■ Exercise description:
Every line in the records below that holds the word "TrajectoryResult" is to be copied.

★ ★ ★

use std::sync::{Arc, RwLock};

use tj_core::{ContentItem, DataGateway, Error, Preferences, Result, UserIdentity};
use tracing::info;

use crate::cache::{FeedCache, ReadingListCache};
use crate::{read_state, write_state};

/// Everything that lives for one signed-in session: both caches, the user's
/// identity and their preferences. Built once and passed around by reference.
pub struct Session {
    gateway: Arc<dyn DataGateway>,
    feed: FeedCache,
    reading_list: ReadingListCache,
    user: RwLock<Option<UserIdentity>>,
    preferences: RwLock<Option<Preferences>>,
}

impl Session {
    pub fn new(gateway: Arc<dyn DataGateway>) -> Self {
        Self {
            feed: FeedCache::new(gateway.clone()),
            reading_list: ReadingListCache::new(gateway.clone()),
            gateway,
            user: RwLock::new(None),
            preferences: RwLock::new(None),
        }
    }

    pub fn feed(&self) -> &FeedCache {
        &self.feed
    }

    pub fn reading_list(&self) -> &ReadingListCache {
        &self.reading_list
    }

    pub fn user(&self) -> Option<UserIdentity> {
        read_state(&self.user).clone()
    }

    pub fn user_id(&self) -> Result<String> {
        read_state(&self.user)
            .as_ref()
            .map(|user| user.user_id.clone())
            .ok_or(Error::NotAuthenticated)
    }

    pub fn is_authenticated(&self) -> bool {
        read_state(&self.user).is_some()
    }

    pub fn preferences(&self) -> Option<Preferences> {
        read_state(&self.preferences).clone()
    }

    /// Adopt an identity produced by the external sign-in flow.
    ///
    /// Preferences must load for the sign-in to stick; the reading list is
    /// loaded afterwards and records its own failure.
    pub async fn sign_in(&self, identity: UserIdentity) -> Result<()> {
        let preferences = self.gateway.get_preferences(&identity.user_id).await?;
        let user_id = identity.user_id.clone();

        *write_state(&self.preferences) = Some(preferences);
        *write_state(&self.user) = Some(identity);
        info!("👤 Signed in as {}", user_id);

        self.reading_list.load(&user_id).await;
        Ok(())
    }

    pub fn sign_out(&self) {
        *write_state(&self.user) = None;
        *write_state(&self.preferences) = None;
        self.reading_list.clear();
        info!("👋 Signed out");
    }

    pub async fn save(&self, item: &ContentItem) -> Result<()> {
        let user_id = self.user_id()?;
        self.reading_list.save(item, &user_id).await;
        Ok(())
    }

    pub async fn remove(&self, item: &ContentItem) -> Result<()> {
        let user_id = self.user_id()?;
        self.reading_list.remove(item, &user_id).await;
        Ok(())
    }

    pub async fn toggle_saved(&self, item: &ContentItem) -> Result<()> {
        let user_id = self.user_id()?;
        self.reading_list.toggle(item, &user_id).await;
        Ok(())
    }

    pub async fn update_preferences(&self, preferences: Preferences) -> Result<()> {
        let user_id = self.user_id()?;
        self.gateway.set_preferences(&preferences, &user_id).await?;
        *write_state(&self.preferences) = Some(preferences);
        Ok(())
    }
}
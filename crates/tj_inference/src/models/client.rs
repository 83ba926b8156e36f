use std::fmt;

use async_trait::async_trait;
use reqwest::Client;
use tj_core::{
    Annotator, BiasResult, ContentItem, Error, RelatedItem, Result, SummaryResult, TrajectoryResult,
};
use tracing::debug;

use crate::codec::{self, ChatRequest, ResponseFormat};
use crate::{prompts, InferenceConfig};

/// HTTP client for the inference endpoint. One attempt per call, no retries.
pub struct AnnotationClient {
    client: Client,
    api_key: String,
    base_url: String,
    temperature: f64,
}

impl fmt::Debug for AnnotationClient {
    fn fmt(&self, f: &mut fmt::Formatter<'_>) -> fmt::Result {
        f.debug_struct("AnnotationClient")
            .field("client", &"<reqwest::Client>")
            .field("api_key", &"<redacted>")
            .field("base_url", &self.base_url)
            .field("temperature", &self.temperature)
            .finish()
    }
}

impl AnnotationClient {
    pub fn new(config: &InferenceConfig) -> Result<Self> {
        let api_key = config
            .api_key
            .clone()
            .filter(|key| !key.is_empty())
            .ok_or_else(|| Error::Config("Inference API key is required".to_string()))?;
        let client = Client::builder().timeout(config.timeout).build()?;
        Ok(Self {
            client,
            api_key,
            base_url: config.base_url.trim_end_matches('/').to_string(),
            temperature: config.temperature,
        })
    }

    async fn send(&self, prompt: String, format: ResponseFormat) -> Result<Vec<u8>> {
        let request = ChatRequest::new(prompt, format).with_temperature(self.temperature);
        debug!("POST {}/chat/completions ({:?})", self.base_url, format);

        let response = self
            .client
            .post(format!("{}/chat/completions", self.base_url))
            .header("Authorization", format!("Bearer {}", self.api_key))
            .json(&request)
            .send()
            .await?;

        let status = response.status();
        if !status.is_success() {
            return Err(Error::ServerError(status.as_u16()));
        }
        Ok(response.bytes().await?.to_vec())
    }
}

#[async_trait]
impl Annotator for AnnotationClient {
    fn name(&self) -> &str {
        "Grok"
    }

    async fn analyze_bias(&self, item: &ContentItem) -> Result<BiasResult> {
        let body = self.send(prompts::bias_prompt(item), ResponseFormat::Json).await?;
        codec::decode_bias(&body)
    }

    async fn generate_summary(&self, item: &ContentItem) -> Result<SummaryResult> {
        let body = self.send(prompts::summary_prompt(item), ResponseFormat::Text).await?;
        codec::decode_summary(&body)
    }

    async fn analyze_trajectory(&self, items: &[ContentItem]) -> Result<TrajectoryResult> {
        let body = self.send(prompts::trajectory_prompt(items), ResponseFormat::Json).await?;
        codec::decode_trajectory(&body)
    }

    async fn find_related(&self, item: &ContentItem, candidates: &[ContentItem]) -> Result<Vec<RelatedItem>> {
        if candidates.is_empty() {
            return Ok(Vec::new());
        }
        let body = self
            .send(prompts::related_prompt(item, candidates), ResponseFormat::Json)
            .await?;
        let scores = codec::decode_relatedness(&body, candidates.len())?;
        Ok(candidates
            .iter()
            .cloned()
            .zip(scores)
            .map(|(item, score)| RelatedItem { item, score })
            .collect())
    }
}
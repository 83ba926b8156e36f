use tj_core::ContentItem;

pub fn bias_prompt(item: &ContentItem) -> String {
    format!(
        "Analyze the following article for potential bias. Consider:\n\
         1. Language and tone\n\
         2. Source credibility\n\
         3. Fact presentation\n\
         4. Balance of viewpoints\n\n\
         Title: {}\n\
         Author: {}\n\
         Source: {}\n\
         Content: {}\n\n\
         Provide a JSON response with:\n\
         - bias_level: (number between -1 and 1, where -1 is extremely left-leaning, 0 is neutral, 1 is extremely right-leaning)\n\
         - confidence: (number between 0 and 1)\n\
         - reasoning: (string explaining the analysis)",
        item.title, item.author, item.source_name, item.summary
    )
}

pub fn summary_prompt(item: &ContentItem) -> String {
    format!(
        "Summarize the following article in a concise, informative manner:\n\n\
         Title: {}\n\
         Author: {}\n\
         Content: {}\n\n\
         Provide a 2-3 sentence summary that captures the key points and main message.",
        item.title, item.author, item.summary
    )
}

pub fn trajectory_prompt(items: &[ContentItem]) -> String {
    let articles = items
        .iter()
        .enumerate()
        .map(|(i, item)| {
            format!(
                "Article {}:\nDate: {}\nTitle: {}\nSummary: {}",
                i + 1,
                item.published_at.format("%Y-%m-%d %H:%M UTC"),
                item.title,
                item.summary
            )
        })
        .collect::<Vec<_>>()
        .join("\n\n");

    format!(
        "Analyze how this story has evolved across multiple articles. Consider:\n\
         1. Key developments\n\
         2. Changing perspectives\n\
         3. New information\n\
         4. Shifts in tone or focus\n\n\
         Articles in chronological order:\n{}\n\n\
         Provide a JSON response with:\n\
         - evolution: (array of key developments in chronological order)\n\
         - perspective_shifts: (array of notable changes in how the story is being told)\n\
         - confidence: (number between 0 and 1 indicating confidence in the analysis)",
        articles
    )
}

pub fn related_prompt(item: &ContentItem, candidates: &[ContentItem]) -> String {
    let candidates = candidates
        .iter()
        .enumerate()
        .map(|(i, c)| format!("Candidate {}:\nTitle: {}\nSummary: {}", i + 1, c.title, c.summary))
        .collect::<Vec<_>>()
        .join("\n\n");

    format!(
        "Compare the following article with each candidate article and rate their relatedness on a scale of 0 to 1, \
         where 1 means directly related (same story/topic) and 0 means completely unrelated.\n\n\
         Base article:\nTitle: {}\nSummary: {}\n\n{}\n\n\
         Provide a JSON array of scores, one for each candidate article.",
        item.title, item.summary, candidates
    )
}
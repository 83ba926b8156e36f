use std::collections::HashMap;
use std::sync::Arc;

use async_trait::async_trait;
use chrono::{TimeZone, Utc};
use tj_core::storage::{category_filter, page_range};
use tj_core::{ContentItem, DataGateway, ItemId, Preferences, Result};
use tokio::sync::RwLock;
use url::Url;

pub struct MemoryStore {
    items: Vec<ContentItem>,
    saved: HashMap<String, Vec<ContentItem>>,
    preferences: HashMap<String, Preferences>,
}

impl MemoryStore {
    pub fn new(mut items: Vec<ContentItem>) -> Self {
        items.sort_by(|a, b| b.published_at.cmp(&a.published_at));
        Self {
            items,
            saved: HashMap::new(),
            preferences: HashMap::new(),
        }
    }

    pub fn list_items(&self, category: Option<&str>, page: u32) -> Vec<ContentItem> {
        let (first, last) = page_range(page);
        let filter = category_filter(category);
        self.items
            .iter()
            .filter(|item| filter.map_or(true, |c| item.category == c))
            .skip(first as usize)
            .take((last - first + 1) as usize)
            .cloned()
            .collect()
    }

    pub fn insert_saved(&mut self, item: &ContentItem, user_id: &str) {
        let saved = self.saved.entry(user_id.to_string()).or_default();
        let id = item.id();
        if !saved.iter().any(|s| s.id() == id) {
            saved.insert(0, item.clone());
        }
    }

    pub fn delete_saved(&mut self, item_id: &ItemId, user_id: &str) {
        if let Some(saved) = self.saved.get_mut(user_id) {
            saved.retain(|s| s.id() != *item_id);
        }
    }

    pub fn list_saved(&self, user_id: &str) -> Vec<ContentItem> {
        self.saved.get(user_id).cloned().unwrap_or_default()
    }
}

/// Process-local gateway used for offline runs and tests.
#[derive(Clone)]
pub struct InMemoryGateway {
    store: Arc<RwLock<MemoryStore>>,
}

impl InMemoryGateway {
    pub fn new(items: Vec<ContentItem>) -> Self {
        Self {
            store: Arc::new(RwLock::new(MemoryStore::new(items))),
        }
    }

    /// A small story that unfolds over three days.
    pub fn with_demo_items() -> Self {
        Self::new(demo_items())
    }
}

#[async_trait]
impl DataGateway for InMemoryGateway {
    async fn list_items(&self, category: Option<&str>, page: u32) -> Result<Vec<ContentItem>> {
        let store = self.store.read().await;
        Ok(store.list_items(category, page))
    }

    async fn insert_saved(&self, item: &ContentItem, user_id: &str) -> Result<()> {
        let mut store = self.store.write().await;
        store.insert_saved(item, user_id);
        Ok(())
    }

    async fn delete_saved(&self, item_id: &ItemId, user_id: &str) -> Result<()> {
        let mut store = self.store.write().await;
        store.delete_saved(item_id, user_id);
        Ok(())
    }

    async fn list_saved(&self, user_id: &str) -> Result<Vec<ContentItem>> {
        let store = self.store.read().await;
        Ok(store.list_saved(user_id))
    }

    async fn get_preferences(&self, user_id: &str) -> Result<Preferences> {
        let store = self.store.read().await;
        Ok(store.preferences.get(user_id).cloned().unwrap_or_default())
    }

    async fn set_preferences(&self, preferences: &Preferences, user_id: &str) -> Result<()> {
        let mut store = self.store.write().await;
        store.preferences.insert(user_id.to_string(), preferences.clone());
        Ok(())
    }
}

fn demo_item(title: &str, day: u32, author: &str, slug: &str, summary: &str) -> Option<ContentItem> {
    Some(ContentItem {
        title: title.to_string(),
        category: "Technology".to_string(),
        published_at: Utc.with_ymd_and_hms(2024, 3, day, 9, 0, 0).single()?,
        author: author.to_string(),
        image_url: Url::parse(&format!("https://example.com/{}.jpg", slug)).ok(),
        summary: summary.to_string(),
        source_name: "Tech Insights Daily".to_string(),
        source_url: Url::parse(&format!("https://techinsights.example.com/{}", slug)).ok()?,
    })
}

pub fn demo_items() -> Vec<ContentItem> {
    [
        demo_item(
            "AI Breakthrough: New Model Shows Human-Like Understanding",
            1,
            "Sarah Chen",
            "ai-breakthrough",
            "Researchers have developed a language model with unprecedented contextual understanding. \
             Experts caution that more research is needed to understand its limitations and biases.",
        ),
        demo_item(
            "AI Ethics Board Raises Concerns Over New Model",
            2,
            "Michael Roberts",
            "ai-ethics-concerns",
            "The International AI Ethics Board raised questions about privacy and potential misuse. \
             The board called for independent testing and greater transparency.",
        ),
        demo_item(
            "Industry Leaders Respond to AI Breakthrough",
            3,
            "David Kim",
            "industry-response",
            "Major tech companies announced plans to integrate similar technology while others remain skeptical. \
             Smaller firms worry about concentration of capabilities among a few players.",
        ),
    ]
    .into_iter()
    .flatten()
    .collect()
}
pub mod error;
pub mod identity;
pub mod models;
pub mod storage;
pub mod types;

pub use error::{Error, Result};
pub use identity::identify;
pub use models::{Annotator, BiasResult, Leaning, RelatedItem, SummaryResult, TrajectoryResult};
pub use storage::{DataGateway, PAGE_SIZE};
pub use types::{ContentItem, ItemId, Preferences, Theme, UserIdentity};

pub mod prelude {
    pub use super::{Annotator, ContentItem, DataGateway, Error, ItemId, Result};
}
//! Gateway backends, the feed and reading list caches, and the user session.
//!
//! The PostgREST backend sits behind the `postgrest` feature; its tests only
//! run with `cargo test -p tj_storage --features postgrest`.

use std::sync::{PoisonError, RwLock, RwLockReadGuard, RwLockWriteGuard};

pub mod backends;
pub mod cache;
pub mod session;

#[cfg(test)]
mod test_utils;

pub use backends::*;
pub use cache::{FeedCache, FeedState, ReadingListCache, ReadingListState};
pub use session::Session;

pub mod prelude {
    pub use super::backends::*;
    pub use super::cache::{FeedCache, ReadingListCache};
    pub use super::session::Session;
    pub use tj_core::{ContentItem, DataGateway, Error, Result};
}

// No cache update spans a panic point, so a poisoned lock still guards
// consistent data.
pub(crate) fn read_state<T>(lock: &RwLock<T>) -> RwLockReadGuard<'_, T> {
    lock.read().unwrap_or_else(PoisonError::into_inner)
}

pub(crate) fn write_state<T>(lock: &RwLock<T>) -> RwLockWriteGuard<'_, T> {
    lock.write().unwrap_or_else(PoisonError::into_inner)
}
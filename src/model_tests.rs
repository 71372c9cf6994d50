#[cfg(test)]
mod tests {
    use crate::catalog::{ActionCatalog, ActionDefinition};
    use crate::export::export;
    use crate::log::MemoryLog;
    use crate::model::{ActionKind, ArgumentKind, ExecType};
    use crate::resources::{ActionInstance, Event, ObjectResource, Project, ResourceRef, ScriptResource};

    fn fixture() -> (Project, ActionCatalog) {
        let mut catalog = ActionCatalog::new();
        let lib = catalog.add_library("main");
        let def = catalog.add_definition(
            lib,
            ActionDefinition {
                id: 101,
                parent_id: -1,
                kind: ActionKind::Normal,
                question: false,
                allow_relative: true,
                exec: ExecType::Function,
                exec_code: "action_move".to_string(),
            },
        );

        let mut object = ObjectResource::new(1, "obj_a");
        object.event_groups[0].events.push(Event {
            sub_id: 0,
            other: ResourceRef::none(),
            actions: vec![
                ActionInstance {
                    def: Some(def),
                    relative: false,
                    negated: false,
                    target: ResourceRef::none(),
                    arguments: Vec::new(),
                },
                // no definition: skipped by the exporter
                ActionInstance {
                    def: None,
                    relative: false,
                    negated: false,
                    target: ResourceRef::none(),
                    arguments: Vec::new(),
                },
            ],
        });

        let mut project = Project::new();
        project.scripts.push(ScriptResource {
            id: 5,
            name: "foo".to_string(),
            code: "x=1".to_string(),
        });
        project.objects.push(object);
        (project, catalog)
    }

    #[test]
    fn declared_counts_match_emitted_arrays() {
        let (project, catalog) = fixture();
        let model = export(&project, &catalog, &MemoryLog::new());

        let json = serde_json::to_value(&model).unwrap();

        assert_eq!(json["nactions"], 1);
        assert_eq!(json["actions"].as_array().unwrap().len(), 1);
        assert_eq!(json["nscripts"], 1);
        assert_eq!(json["scripts"].as_array().unwrap().len(), 1);
        assert_eq!(json["nobjects"], 1);
        assert_eq!(json["objects"].as_array().unwrap().len(), 1);

        let object = &json["objects"][0];
        assert_eq!(object["nevents"], 1);
        assert_eq!(object["events"].as_array().unwrap().len(), 1);
    }

    #[test]
    fn event_action_count_reflects_the_filtered_list() {
        let (project, catalog) = fixture();
        let model = export(&project, &catalog, &MemoryLog::new());

        let json = serde_json::to_value(&model).unwrap();
        let event = &json["objects"][0]["events"][0];

        // one of the two source actions was unsupported
        assert_eq!(event["nactions"], 1);
        assert_eq!(event["actions"].as_array().unwrap().len(), 1);
        assert_eq!(event["actions"][0]["nargs"], 0);
    }

    #[test]
    fn serialized_field_names_follow_the_consumer_struct() {
        let (project, catalog) = fixture();
        let model = export(&project, &catalog, &MemoryLog::new());

        let json = serde_json::to_value(&model).unwrap();

        for key in ["version", "name", "nactions", "actions", "nscripts", "scripts"] {
            assert!(json.get(key).is_some(), "missing key {}", key);
        }

        let descriptor = &json["actions"][0];
        for key in ["id", "parent", "kind", "question", "relative", "exec", "code"] {
            assert!(descriptor.get(key).is_some(), "missing key {}", key);
        }

        let object = &json["objects"][0];
        for key in ["id", "name", "sprite", "mask", "parent", "solid", "visible", "persistent", "depth"] {
            assert!(object.get(key).is_some(), "missing key {}", key);
        }

        let event = &json["objects"][0]["events"][0];
        assert!(event.get("main_id").is_some());
        assert!(event.get("sub_id").is_some());

        let action = &event["actions"][0];
        for key in ["type", "relative", "inv", "target", "nargs", "args"] {
            assert!(action.get(key).is_some(), "missing key {}", key);
        }
    }

    #[test]
    fn vocabulary_enums_serialize_as_declaration_order_integers() {
        assert_eq!(serde_json::to_value(ActionKind::Normal).unwrap(), 0);
        assert_eq!(serde_json::to_value(ActionKind::Code).unwrap(), 7);
        assert_eq!(serde_json::to_value(ActionKind::Label).unwrap(), 10);

        assert_eq!(serde_json::to_value(ExecType::None).unwrap(), 0);
        assert_eq!(serde_json::to_value(ExecType::Code).unwrap(), 2);

        assert_eq!(serde_json::to_value(ArgumentKind::Expr).unwrap(), 0);
        assert_eq!(serde_json::to_value(ArgumentKind::Sprite).unwrap(), 7);
        assert_eq!(serde_json::to_value(ArgumentKind::Timeline).unwrap(), 15);
    }

    #[test]
    fn sentinels_survive_serialization() {
        let mut project = Project::new();
        project.objects.push(ObjectResource::new(7, "obj_lonely"));

        let model = export(&project, &ActionCatalog::new(), &MemoryLog::new());
        let json = serde_json::to_value(&model).unwrap();

        let object = &json["objects"][0];
        assert_eq!(object["sprite"], -1);
        assert_eq!(object["mask"], -1);
        assert_eq!(object["parent"], -100);
    }
}
//! Build orchestration around the export pass: prepare the output directory,
//! flatten the project, hand the model to the native compiler.
//!
//! The compiler itself is out of scope here; it lives behind
//! [`NativeCompiler`] and may block for as long as it likes. Its boolean
//! result is the one failure the end user sees. A `false` return is terminal
//! for that invocation and the caller must not try to run the target.

use std::fmt;
use std::fs;
use std::io;
use std::path::Path;

use crate::catalog::ActionCatalog;
use crate::export::export;
use crate::log::LogSink;
use crate::model::FlatGameModel;
use crate::resources::Project;

/// Boundary to the external native compiler.
pub trait NativeCompiler {
    fn compile(
        &self,
        output_dir: &Path,
        target: &Path,
        model: &FlatGameModel,
        log: &dyn LogSink,
        debug: bool,
    ) -> bool;
}

/// Failures that abort a build before the export pass even starts. Nothing
/// inside the export itself can end up here.
#[derive(Debug)]
pub enum BuildError {
    OutputDir(io::Error),
}

impl fmt::Display for BuildError {
    fn fmt(&self, f: &mut fmt::Formatter<'_>) -> fmt::Result {
        match self {
            Self::OutputDir(err) => write!(f, "cannot create output directory: {}", err),
        }
    }
}

/// Run one build: export `project` and compile the result to `target`.
///
/// `Ok(false)` means the native compiler reported failure; the caller must
/// surface that and take no further action with the target.
pub fn build(
    project: &Project,
    catalog: &ActionCatalog,
    compiler: &dyn NativeCompiler,
    output_dir: &Path,
    target: &Path,
    debug: bool,
    log: &dyn LogSink,
) -> Result<bool, BuildError> {
    fs::create_dir_all(output_dir).map_err(BuildError::OutputDir)?;

    log.message(Some("writing game data"));
    log.percent(0);
    let model = export(project, catalog, log);

    Ok(compiler.compile(output_dir, target, &model, log, debug))
}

★ ★ ★

■ Solved exercise:
    Annotator, BiasResult, ContentItem, Error, RelatedItem, Result, SummaryResult, TrajectoryResult,
    async fn analyze_trajectory(&self, items: &[ContentItem]) -> Result<TrajectoryResult> {
pub use models::{Annotator, BiasResult, Leaning, RelatedItem, SummaryResult, TrajectoryResult};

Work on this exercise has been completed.